The DM, in a moment of generosity, does suggest that Saatchi is "... pretty darned physical with his wife, too ...". I would have thought getting "physical" with one's wife without consent would be intimate partner violence but it not in Daily Mail World. It's just evidence of Saatchi being a bit cranky:

Nevertheless, to put such unpleasantness into the catch-all basket called ‘domestic violence’ is to do grave disservice not just to this couple but also to the real victims of real horrors that happen daily behind closed doors.

I'm not entirely sure what the DM requires as evidence of "domestic violence". Clearly, attempting to strangle your wife in public isn't sufficient evidence. I'm so glad they thought to tell us that. I had no idea that attempting to strangle one's wife is normal behaviour for a man. I mean, I know that the trauma of intimate partner violence manifests itself in numerous ways and that it usually takes a minimum of 30 incidents before women report their partners to the police but I was unaware that being married to a rich, white man made the trauma less of a problem. I shall, of course, take note of that.
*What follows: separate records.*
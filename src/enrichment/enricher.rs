//! Stats enrichment over the aggregated player set
//!
//! Three caches, each single-flight per key:
//! - player identity, keyed by canonical name (a miss is cached as `None`)
//! - stats, keyed by (player id, category)
//! - game logs, keyed by player id
//!
//! A failed upstream call degrades to a cached "not found" for its key and
//! never stops the batch.

use crate::aggregator::PlayerAggregate;
use crate::config::EnrichmentConfig;
use crate::enrichment::cache::KeyedCache;
use crate::enrichment::source::{
    GameLogs, PlayerId, PlayerStats, RecentForm, StatsEntry, StatsLookup, StatsSource,
};
use crate::error::PipelineError;
use crate::identity::PlayerKey;
use crate::normalizer::UNKNOWN_PLAYER;
use crate::services::metrics::Metrics;
use crate::types::PropCategory;
use futures::stream::{self, StreamExt};
use std::collections::BTreeMap;
use std::sync::Arc;
use tracing::{debug, info, warn};

pub struct StatsEnricher {
    source: Arc<dyn StatsSource>,
    player_ids: KeyedCache<PlayerKey, Option<PlayerId>>,
    stats: KeyedCache<(PlayerId, PropCategory), StatsLookup>,
    game_logs: KeyedCache<PlayerId, Option<Arc<GameLogs>>>,
    config: EnrichmentConfig,
    metrics: Metrics,
}

impl StatsEnricher {
    pub fn new(source: Arc<dyn StatsSource>, config: EnrichmentConfig, metrics: Metrics) -> Self {
        Self {
            source,
            player_ids: KeyedCache::new(),
            stats: KeyedCache::new(),
            game_logs: KeyedCache::new(),
            config,
            metrics,
        }
    }

    /// Stats for one player and category. Never fails: every upstream
    /// problem ends as `StatsLookup::NotFound`.
    pub async fn get_stats(&self, player_name: &str, category: PropCategory) -> StatsLookup {
        // the normalizer's placeholder names nobody
        if player_name == UNKNOWN_PLAYER {
            return StatsLookup::NotFound;
        }

        let key = PlayerKey::from_display_name(player_name);
        if key.is_empty() {
            return StatsLookup::NotFound;
        }

        let Some(player_id) = self.resolve_player(&key, player_name).await else {
            return StatsLookup::NotFound;
        };

        self.stats
            .get_or_fetch((player_id, category), || {
                self.fetch_stats(player_name, player_id, category)
            })
            .await
    }

    /// Enrich every (player, fixed category) pair the aggregator saw using
    /// at most `workers` players in flight. Rows come back sorted by player
    /// then category.
    pub async fn enrich(&self, players: &BTreeMap<String, PlayerAggregate>) -> Vec<StatsEntry> {
        let workers = self.config.workers.max(1);
        let pairs: usize = players.values().map(|p| p.fixed_categories().len()).sum();

        info!(
            "Enriching {} players ({} player/category pairs) with {} workers",
            players.len(),
            pairs,
            workers
        );

        let mut entries: Vec<StatsEntry> = stream::iter(players.values())
            .map(|player| self.enrich_player(player))
            .buffer_unordered(workers)
            .flat_map(|entries| stream::iter(entries))
            .collect()
            .await;

        entries.sort_by(|a, b| a.player.cmp(&b.player).then(a.category.cmp(&b.category)));

        let found = entries.iter().filter(|e| e.result.is_found()).count();
        info!(
            "Enrichment complete: {}/{} pairs found, {} identities cached",
            found,
            entries.len(),
            self.player_ids.len().await
        );

        entries
    }

    async fn enrich_player(&self, player: &PlayerAggregate) -> Vec<StatsEntry> {
        let mut entries = Vec::new();
        for category in player.fixed_categories() {
            let result = self.get_stats(&player.name, category).await;
            entries.push(StatsEntry {
                player: player.name.clone(),
                category,
                result,
            });
        }
        entries
    }

    async fn resolve_player(&self, key: &PlayerKey, player_name: &str) -> Option<PlayerId> {
        self.player_ids
            .get_or_fetch(key.clone(), || async {
                self.metrics.inc_player_lookups();
                match self.source.lookup_player(key, player_name).await {
                    Ok(Some(id)) => {
                        debug!("Resolved {} to player id {}", player_name, id);
                        Some(id)
                    }
                    Ok(None) => {
                        debug!("No stats identity for {}", player_name);
                        None
                    }
                    Err(e) => {
                        self.record_failure(player_name, "identity", e);
                        None
                    }
                }
            })
            .await
    }

    async fn fetch_stats(
        &self,
        player_name: &str,
        player_id: PlayerId,
        category: PropCategory,
    ) -> StatsLookup {
        self.metrics.inc_stats_fetches();

        let season = match self.source.season_stats(player_id, category).await {
            Ok(season) => season,
            Err(e) => {
                self.record_failure(player_name, "season stats", e);
                return StatsLookup::NotFound;
            }
        };

        let recent = match self.logs_for(player_name, player_id).await {
            Some(logs) => RecentForm::from_logs(&logs, category, self.config.recent_games),
            None => RecentForm::default(),
        };

        if season.is_none() && recent.values.is_empty() {
            return StatsLookup::NotFound;
        }

        StatsLookup::Found(PlayerStats {
            player_id,
            category,
            season,
            recent,
        })
    }

    async fn logs_for(&self, player_name: &str, player_id: PlayerId) -> Option<Arc<GameLogs>> {
        self.game_logs
            .get_or_fetch(player_id, || async {
                self.metrics.inc_game_log_fetches();
                match self.source.game_logs(player_id).await {
                    Ok(logs) => Some(Arc::new(logs)),
                    Err(e) => {
                        self.record_failure(player_name, "game log", e);
                        None
                    }
                }
            })
            .await
    }

    fn record_failure(&self, player_name: &str, lookup: &'static str, err: anyhow::Error) {
        let err = PipelineError::EnrichmentLookupFailed {
            player: player_name.to_string(),
            lookup,
            message: format!("{:#}", err),
        };
        warn!("{}", err);
        self.metrics.inc_lookup_failures();
    }
}

#[cfg(test)]
mod tests {
    use super::*;
    use crate::aggregator::PropAggregator;
    use crate::enrichment::source::{GameLine, SeasonStats, StatLine};
    use crate::types::{BetSide, CanonicalProp, Line};
    use async_trait::async_trait;
    use chrono::{NaiveDate, Utc};
    use rust_decimal_macros::dec;
    use std::sync::atomic::{AtomicU32, Ordering};
    use std::time::Duration;

    /// Knows "aaron judge" (id 99), "broken bat" (id 13, whose stats
    /// calls fail) and a real "unknown" (id 7). Lookups for "flaky lookup" error.
    #[derive(Default)]
    struct FakeStats {
        lookups: AtomicU32,
        season_calls: AtomicU32,
        log_calls: AtomicU32,
    }

    #[async_trait]
    impl StatsSource for FakeStats {
        async fn lookup_player(&self, key: &PlayerKey, _display_name: &str) -> anyhow::Result<Option<PlayerId>> {
            self.lookups.fetch_add(1, Ordering::SeqCst);
            tokio::time::sleep(Duration::from_millis(10)).await;
            match key.as_str() {
                "aaron judge" => Ok(Some(PlayerId(99))),
                "broken bat" => Ok(Some(PlayerId(13))),
                "unknown" => Ok(Some(PlayerId(7))),
                "flaky lookup" => anyhow::bail!("search timed out"),
                _ => Ok(None),
            }
        }

        async fn season_stats(
            &self,
            player: PlayerId,
            category: PropCategory,
        ) -> anyhow::Result<Option<SeasonStats>> {
            self.season_calls.fetch_add(1, Ordering::SeqCst);
            tokio::time::sleep(Duration::from_millis(10)).await;
            if player == PlayerId(13) {
                anyhow::bail!("HTTP 503");
            }
            let line = StatLine {
                games_played: Some(10.0),
                hits: Some(12.0),
                home_runs: Some(4.0),
                ..Default::default()
            };
            Ok(SeasonStats::from_line(2025, category, &line))
        }

        async fn game_logs(&self, _player: PlayerId) -> anyhow::Result<GameLogs> {
            self.log_calls.fetch_add(1, Ordering::SeqCst);
            let game = |day, hits| GameLine {
                date: NaiveDate::from_ymd_opt(2025, 6, day).unwrap(),
                stat: StatLine {
                    hits: Some(hits),
                    home_runs: Some(0.0),
                    ..Default::default()
                },
            };
            Ok(GameLogs {
                hitting: vec![game(3, 2.0), game(2, 1.0), game(1, 0.0)],
                pitching: vec![],
            })
        }
    }

    fn enricher(source: Arc<FakeStats>, workers: usize) -> StatsEnricher {
        StatsEnricher::new(
            source,
            EnrichmentConfig {
                workers,
                recent_games: 2,
                ..Default::default()
            },
            Metrics::new(),
        )
    }

    fn players(entries: &[(&str, &str)]) -> BTreeMap<String, PlayerAggregate> {
        let mut agg = PropAggregator::new();
        for (player, market_key) in entries {
            agg.ingest(CanonicalProp {
                event_id: "e1".to_string(),
                game: "A @ B".to_string(),
                game_time: Utc::now(),
                market_key: market_key.to_string(),
                category: PropCategory::from_market_key(market_key),
                player: player.to_string(),
                side: BetSide::Over,
                line: Line::Point(dec!(0.5)),
                odds: -110,
                bookmaker: "DraftKings".to_string(),
                last_update: None,
            });
        }
        agg.into_parts().0
    }

    #[tokio::test]
    async fn test_found_stats_carry_season_and_recent_form() {
        let source = Arc::new(FakeStats::default());
        let result = enricher(source, 4)
            .get_stats("Aaron Judge", PropCategory::BatterHits)
            .await;

        let stats = result.stats().unwrap();
        assert_eq!(stats.player_id, PlayerId(99));
        assert_eq!(stats.season.as_ref().unwrap().total, 12.0);
        assert_eq!(stats.recent.values, vec![2.0, 1.0]);
        assert_eq!(stats.recent.average, Some(1.5));
    }

    #[tokio::test(flavor = "multi_thread", worker_threads = 4)]
    async fn test_concurrent_requests_fetch_once() {
        let source = Arc::new(FakeStats::default());
        let enricher = Arc::new(enricher(source.clone(), 4));

        let mut handles = Vec::new();
        for _ in 0..12 {
            let enricher = enricher.clone();
            handles.push(tokio::spawn(async move {
                enricher.get_stats("Aaron Judge", PropCategory::BatterHomeRuns).await
            }));
        }

        let mut results = Vec::new();
        for handle in handles {
            results.push(handle.await.unwrap());
        }

        assert!(results.iter().all(|r| *r == results[0]));
        assert!(results[0].is_found());
        assert_eq!(source.lookups.load(Ordering::SeqCst), 1);
        assert_eq!(source.season_calls.load(Ordering::SeqCst), 1);
        assert_eq!(source.log_calls.load(Ordering::SeqCst), 1);
    }

    #[tokio::test]
    async fn test_name_variants_share_one_identity_lookup() {
        let source = Arc::new(FakeStats::default());
        let enricher = enricher(source.clone(), 2);

        let a = enricher.get_stats("Aaron Judge", PropCategory::BatterHits).await;
        let b = enricher.get_stats("AARON JUDGE", PropCategory::BatterHits).await;

        assert_eq!(a, b);
        assert_eq!(source.lookups.load(Ordering::SeqCst), 1);
        assert_eq!(source.season_calls.load(Ordering::SeqCst), 1);
    }

    #[tokio::test]
    async fn test_unresolved_player_is_cached_not_found() {
        let source = Arc::new(FakeStats::default());
        let enricher = enricher(source.clone(), 2);

        for _ in 0..3 {
            let result = enricher.get_stats("Unknown Rookie", PropCategory::BatterHits).await;
            assert_eq!(result, StatsLookup::NotFound);
        }
        assert_eq!(source.lookups.load(Ordering::SeqCst), 1);
        assert_eq!(source.season_calls.load(Ordering::SeqCst), 0);
    }

    #[tokio::test]
    async fn test_placeholder_player_is_never_looked_up() {
        let source = Arc::new(FakeStats::default());
        let enricher = enricher(source.clone(), 2);

        let entries = enricher
            .enrich(&players(&[(UNKNOWN_PLAYER, "batter_hits"), ("Aaron Judge", "batter_hits")]))
            .await;

        assert_eq!(entries.len(), 2);
        assert_eq!(entries[0].player, "Aaron Judge");
        assert!(entries[0].result.is_found());
        assert_eq!(entries[1].player, UNKNOWN_PLAYER);
        assert_eq!(entries[1].result, StatsLookup::NotFound);
        assert_eq!(source.lookups.load(Ordering::SeqCst), 1);
    }

    #[tokio::test]
    async fn test_failures_are_isolated() {
        let source = Arc::new(FakeStats::default());
        let enricher = enricher(source.clone(), 3);

        let entries = enricher
            .enrich(&players(&[
                ("Aaron Judge", "batter_hits"),
                ("Aaron Judge", "batter_home_runs"),
                ("Aaron Judge", "batter_walks"),
                ("Broken Bat", "batter_hits"),
                ("Flaky Lookup", "batter_rbis"),
            ]))
            .await;

        let summary: Vec<(&str, PropCategory, bool)> = entries
            .iter()
            .map(|e| (e.player.as_str(), e.category, e.result.is_found()))
            .collect();

        assert_eq!(
            summary,
            vec![
                ("Aaron Judge", PropCategory::BatterHomeRuns, true),
                ("Aaron Judge", PropCategory::BatterHits, true),
                ("Broken Bat", PropCategory::BatterHits, false),
                ("Flaky Lookup", PropCategory::BatterRbis, false),
            ]
        );

        let snap = enricher.metrics.snapshot();
        assert_eq!(snap.lookup_failures, 2);
        assert_eq!(snap.player_lookups, 3);
    }

    #[tokio::test]
    async fn test_empty_player_set() {
        let source = Arc::new(FakeStats::default());
        let entries = enricher(source.clone(), 4).enrich(&BTreeMap::new()).await;
        assert!(entries.is_empty());
        assert_eq!(source.lookups.load(Ordering::SeqCst), 0);
    }
}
And, I do love the theory that Saatchi taking a police caution was a "joint decision". That, clearly, is not an example of victim-blaming at all. Saatchi chose to physically assault his wife but they both decided he should take a punishment for it. If he hadn't, would that have been Lawson's fault too? I've got myself all mixed up as what is and is not her fault, that I'm just not sure anymore.
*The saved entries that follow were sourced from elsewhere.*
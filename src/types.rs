//! Core types for the MLB props pipeline

use chrono::{DateTime, Utc};
use chrono_tz::America::New_York;
use chrono_tz::Tz;
use rust_decimal::Decimal;
use serde::{Deserialize, Serialize};
use std::fmt;
use std::str::FromStr;

/// The fixed set of prop markets the pipeline tracks.
///
/// This is the only place the category list is declared; the normalizer,
/// the aggregator buckets and the stats enrichment all read from it.
#[derive(Debug, Clone, Copy, PartialEq, Eq, PartialOrd, Ord, Hash, Serialize, Deserialize)]
#[serde(rename_all = "snake_case")]
pub enum PropCategory {
    BatterHomeRuns,
    BatterHits,
    BatterTotalBases,
    BatterRbis,
    BatterRunsScored,
    BatterHitsRunsRbis,
    BatterSingles,
    BatterStrikeouts,
    PitcherStrikeouts,
    PitcherHitsAllowed,
    PitcherEarnedRuns,
    PitcherOuts,
}

/// Which stat group a category is measured in
#[derive(Debug, Clone, Copy, PartialEq, Eq, Hash, Serialize, Deserialize)]
#[serde(rename_all = "lowercase")]
pub enum StatGroup {
    Hitting,
    Pitching,
}

impl StatGroup {
    pub fn as_str(&self) -> &'static str {
        match self {
            StatGroup::Hitting => "hitting",
            StatGroup::Pitching => "pitching",
        }
    }
}

impl PropCategory {
    pub const ALL: [PropCategory; 12] = [
        PropCategory::BatterHomeRuns,
        PropCategory::BatterHits,
        PropCategory::BatterTotalBases,
        PropCategory::BatterRbis,
        PropCategory::BatterRunsScored,
        PropCategory::BatterHitsRunsRbis,
        PropCategory::BatterSingles,
        PropCategory::BatterStrikeouts,
        PropCategory::PitcherStrikeouts,
        PropCategory::PitcherHitsAllowed,
        PropCategory::PitcherEarnedRuns,
        PropCategory::PitcherOuts,
    ];

    /// Market key as used by the odds API
    pub fn market_key(&self) -> &'static str {
        match self {
            PropCategory::BatterHomeRuns => "batter_home_runs",
            PropCategory::BatterHits => "batter_hits",
            PropCategory::BatterTotalBases => "batter_total_bases",
            PropCategory::BatterRbis => "batter_rbis",
            PropCategory::BatterRunsScored => "batter_runs_scored",
            PropCategory::BatterHitsRunsRbis => "batter_hits_runs_rbis",
            PropCategory::BatterSingles => "batter_singles",
            PropCategory::BatterStrikeouts => "batter_strikeouts",
            PropCategory::PitcherStrikeouts => "pitcher_strikeouts",
            PropCategory::PitcherHitsAllowed => "pitcher_hits_allowed",
            PropCategory::PitcherEarnedRuns => "pitcher_earned_runs",
            PropCategory::PitcherOuts => "pitcher_outs",
        }
    }

    /// Look up a market key. Keys outside the fixed set return `None`.
    pub fn from_market_key(key: &str) -> Option<Self> {
        Self::ALL.into_iter().find(|c| c.market_key() == key)
    }

    /// Human-readable name, e.g. "Batter Home Runs"
    pub fn display_name(&self) -> String {
        self.market_key()
            .split('_')
            .map(|word| {
                let mut chars = word.chars();
                match chars.next() {
                    Some(first) => first.to_uppercase().chain(chars).collect::<String>(),
                    None => String::new(),
                }
            })
            .collect::<Vec<_>>()
            .join(" ")
    }

    pub fn stat_group(&self) -> StatGroup {
        match self {
            PropCategory::PitcherStrikeouts
            | PropCategory::PitcherHitsAllowed
            | PropCategory::PitcherEarnedRuns
            | PropCategory::PitcherOuts => StatGroup::Pitching,
            _ => StatGroup::Hitting,
        }
    }

    /// Comma-separated `markets` query parameter
    pub fn markets_param(categories: &[PropCategory]) -> String {
        categories
            .iter()
            .map(|c| c.market_key())
            .collect::<Vec<_>>()
            .join(",")
    }
}

impl fmt::Display for PropCategory {
    fn fmt(&self, f: &mut fmt::Formatter<'_>) -> fmt::Result {
        write!(f, "{}", self.market_key())
    }
}

impl FromStr for PropCategory {
    type Err = String;

    fn from_str(s: &str) -> Result<Self, Self::Err> {
        Self::from_market_key(s).ok_or_else(|| format!("unknown prop category: {}", s))
    }
}

/// Direction of a prop bet relative to its line.
///
/// Anything other than over/under is preserved verbatim so the prop can
/// still be tracked under its player.
#[derive(Debug, Clone, PartialEq, Eq, Hash, Serialize, Deserialize)]
pub enum BetSide {
    Over,
    Under,
    Other(String),
}

impl BetSide {
    /// Case-insensitive parse of a raw outcome name
    pub fn parse(raw: &str) -> Self {
        if raw.eq_ignore_ascii_case("over") {
            BetSide::Over
        } else if raw.eq_ignore_ascii_case("under") {
            BetSide::Under
        } else {
            BetSide::Other(raw.to_string())
        }
    }

    pub fn is_recognized(&self) -> bool {
        !matches!(self, BetSide::Other(_))
    }
}

impl fmt::Display for BetSide {
    fn fmt(&self, f: &mut fmt::Formatter<'_>) -> fmt::Result {
        match self {
            BetSide::Over => write!(f, "Over"),
            BetSide::Under => write!(f, "Under"),
            BetSide::Other(raw) => write!(f, "{}", raw),
        }
    }
}

/// Quoted line value
#[derive(Debug, Clone, Copy, PartialEq, Eq, Hash, Serialize, Deserialize)]
pub enum Line {
    Point(Decimal),
    NotAvailable,
}

impl Line {
    pub fn point(&self) -> Option<Decimal> {
        match self {
            Line::Point(p) => Some(*p),
            Line::NotAvailable => None,
        }
    }
}

impl From<Option<Decimal>> for Line {
    fn from(point: Option<Decimal>) -> Self {
        point.map(Line::Point).unwrap_or(Line::NotAvailable)
    }
}

impl fmt::Display for Line {
    fn fmt(&self, f: &mut fmt::Formatter<'_>) -> fmt::Result {
        match self {
            Line::Point(p) => write!(f, "{}", p.normalize()),
            Line::NotAvailable => write!(f, "N/A"),
        }
    }
}

/// Price format requested from the odds API
#[derive(Debug, Clone, Copy, PartialEq, Eq, Serialize, Deserialize)]
#[serde(rename_all = "lowercase")]
pub enum OddsFormat {
    American,
    Decimal,
}

impl OddsFormat {
    pub fn as_str(&self) -> &'static str {
        match self {
            OddsFormat::American => "american",
            OddsFormat::Decimal => "decimal",
        }
    }

    /// Convert a quoted price in this format to signed American odds
    pub fn to_american(&self, price: f64) -> Option<i32> {
        if !price.is_finite() {
            return None;
        }
        match self {
            OddsFormat::American => Some(price.round() as i32),
            OddsFormat::Decimal => {
                if price <= 1.0 {
                    None
                } else if price >= 2.0 {
                    Some(((price - 1.0) * 100.0).round() as i32)
                } else {
                    Some((-100.0 / (price - 1.0)).round() as i32)
                }
            }
        }
    }
}

impl FromStr for OddsFormat {
    type Err = String;

    fn from_str(s: &str) -> Result<Self, Self::Err> {
        match s.trim().to_lowercase().as_str() {
            "american" => Ok(OddsFormat::American),
            "decimal" => Ok(OddsFormat::Decimal),
            other => Err(format!("unsupported odds format: {}", other)),
        }
    }
}

/// One scheduled game
#[derive(Debug, Clone, PartialEq, Serialize, Deserialize)]
pub struct Event {
    pub id: String,
    pub home_team: String,
    pub away_team: String,
    pub commence_time: DateTime<Utc>,
}

impl Event {
    /// Game label, "away @ home"
    pub fn matchup(&self) -> String {
        format!("{} @ {}", self.away_team, self.home_team)
    }

    /// Start time in US Eastern, the zone MLB schedules are published in
    pub fn local_start(&self) -> DateTime<Tz> {
        self.commence_time.with_timezone(&New_York)
    }
}

/// One bookmaker's quoted line for one player, market and side
#[derive(Debug, Clone, PartialEq, Serialize, Deserialize)]
pub struct CanonicalProp {
    pub event_id: String,
    pub game: String,
    pub game_time: DateTime<Utc>,
    /// Raw market key, kept even when it is not one of the fixed categories
    pub market_key: String,
    pub category: Option<PropCategory>,
    pub player: String,
    pub side: BetSide,
    pub line: Line,
    /// American odds
    pub odds: i32,
    pub bookmaker: String,
    pub last_update: Option<DateTime<Utc>>,
}

impl CanonicalProp {
    /// Whether this prop belongs in an Over/Under category bucket
    pub fn is_bucketed(&self) -> bool {
        self.category.is_some() && self.side.is_recognized()
    }

    /// Short description used in summaries, e.g. "batter_hits Over 1.5"
    pub fn short_label(&self) -> String {
        format!("{} {} {}", self.market_key, self.side, self.line)
    }
}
It is also, apparently, both "patronising ... (and) insulting" to label Lawson a victim. This is the worst that could have possibly happened: labelling Lawson a victim of intimate partner violence; not being assaulted by her husband. That's just an irrelevancy that the rest of us keep whinging on about. Nope, the worst thing about Saatchi throttling his wife in public is labelling her a victim:

It is both a marvel and a sadness that what, barely a generation ago, was a vibrant movement of women jumping up and down to yell about their strengths has dissipated into a perpetual whimper about poor little us, victims all.

Victims of harassment, victims of discrimination, victims of husbands, victims of men.
Everybody is in on it: the police, the courts, the law-makers and, as we’ve seen here, even the politicians rush to join in.

Should a woman have any manner of altercation with a man, she is instantly labelled ‘victim’ until and unless his innocence is proved — the opposite of the way our trusty system has traditionally and properly worked.

This is rather a clever "feminism is ruining the world" sub-plot. What is the world coming to when we name the perpetrator of male violence as a perpetrator? After all, the DM thinks we should feel "slightly" sorry for Saatchi for painting his character in a bad light. Poor diddums will have sad face at all the nasty feminists holding him personally accountable for his own actions. I mean, we all know that men can't ever be responsible for their own actions. That would be sacrilege. Or, something.

So, there we have it: men aren't responsible for the violence they perpetrate. Nasty feminists are ruining the world and successful women can't be victims of domestic violence.

God bless the DM for keeping us poor ickle wimmen straight on such complicated issues: putting your hands around your wife's throat in a argument is no biggie and anyone who suggests otherwise is a nasty whiner.